Mexico counts many ancient Aztec ruins and Mayan temples throughout the country, offering historic destinations that draw tourists from all over the globe to glimpse crumbling Mayan pyramids and sacred ruins. Now, Archeologists have discovered a large temple beneath a supermarket located in Mexico City.
The temple, said to date back over 650 years ago, was apparently built as a sacred place to worship a wind god, The Guardian reported Wednesday. The site was discovered in the capital city’s neighborhood, which is also home to a large ceremonial grounds. Tlatelolco is also home to the Temple of Santiago Tlatelolco, which was built at a site of a military attack in the 1500s.
Following a two-year excavation of the recently discovered site, which originally had a 20th-century supermarket, a platform around 4 feet tall and 36 feet in diameter was discovered, according to the Guardian piece.
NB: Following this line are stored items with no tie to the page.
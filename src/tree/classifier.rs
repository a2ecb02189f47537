//! Defines the decision tree classifier.
use serde::{Serialize, Deserialize};

use crate::{Classifier, Sample};
use super::node::Node;

use std::fmt;
use std::fs::File;
use std::io::{self, prelude::*};
use std::path::Path;

/// Decision tree classifier.
/// This struct is just a wrapper of [`Node`].
///
/// The `Display` implementation renders the tree as indented text:
/// one line per branch edge, depth marked by a repeated `"| "` prefix,
/// leaves shown as a bare digit.
#[derive(Debug, Clone, PartialEq, Serialize, Deserialize)]
pub struct DecisionTreeClassifier {
    root: Node,
}

impl From<Node> for DecisionTreeClassifier {
    #[inline]
    fn from(root: Node) -> Self {
        Self { root }
    }
}

impl From<Box<Node>> for DecisionTreeClassifier {
    #[inline]
    fn from(root: Box<Node>) -> Self {
        Self { root: *root }
    }
}

impl Classifier for DecisionTreeClassifier {
    fn label(&self, sample: &Sample, row: usize) -> u8 {
        self.root.label(sample, row)
    }
}

impl DecisionTreeClassifier {
    /// Returns the root node of the tree.
    pub fn root(&self) -> &Node {
        &self.root
    }

    /// Write the current decision tree to a dot file.
    #[inline]
    pub fn to_dot_file<P>(&self, path: P) -> io::Result<()>
        where P: AsRef<Path>
    {
        let mut f = File::create(path)?;
        f.write_all(b"graph DecisionTree {\n")?;

        let info = self.root.to_dot_info(0).0;
        for row in info {
            f.write_all(row.as_bytes())?;
        }

        f.write_all(b"}")?;

        Ok(())
    }

    /// Write the current decision tree to a JSON file.
    pub fn to_json_file<P>(&self, path: P) -> io::Result<()>
        where P: AsRef<Path>
    {
        let json = serde_json::to_string(self)
            .map_err(|e| {
                io::Error::new(io::ErrorKind::InvalidData, e.to_string())
            })?;
        let mut f = File::create(path)?;
        f.write_all(json.as_bytes())?;

        Ok(())
    }

    /// Read a decision tree written by
    /// [`DecisionTreeClassifier::to_json_file`].
    pub fn from_json_file<P>(path: P) -> io::Result<Self>
        where P: AsRef<Path>
    {
        let json = std::fs::read_to_string(path)?;
        serde_json::from_str(&json)
            .map_err(|e| {
                io::Error::new(io::ErrorKind::InvalidData, e.to_string())
            })
    }
}

impl fmt::Display for DecisionTreeClassifier {
    fn fmt(&self, f: &mut fmt::Formatter<'_>) -> fmt::Result {
        let lines = self.root.lines(0);
        write!(f, "{}", lines.join("\n"))
    }
}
Once archeologists were able to step inside the buried structure, they discovered a temple that is believed to have been built as a place to worship deities and Ehecatl-Quetzalcoatl, the god of wind. Offerings and gifts were also discovered, which included the bones of birds, small ceramics built in the likeness of monkeys and a human infant. The infant was said to have suffered “no signs of trauma.”
Archeologists had only discovered the site two years ago following the demolition of a supermarket that had stood on the site for decades. An excavation only began when shards of pottery were discovered, according to national archaeology coordinator for Mexico’s National Anthropology and History Institute Pedro Francisco Sanchez Nava.
Mexico has a rich history when it comes to ancient Mayan and Aztec ruins. Other famous temples include Chichen Itza, Mayan ruins located on the Yucatan Peninsula, the Xpuhil Ruins in the area of Becan and Teotihuacan in Mexico city, among others.
Plans for the newly uncovered wind god temple will include turning the area into a public viewing site. Visitors will be able to view the temple through a window that will be installed.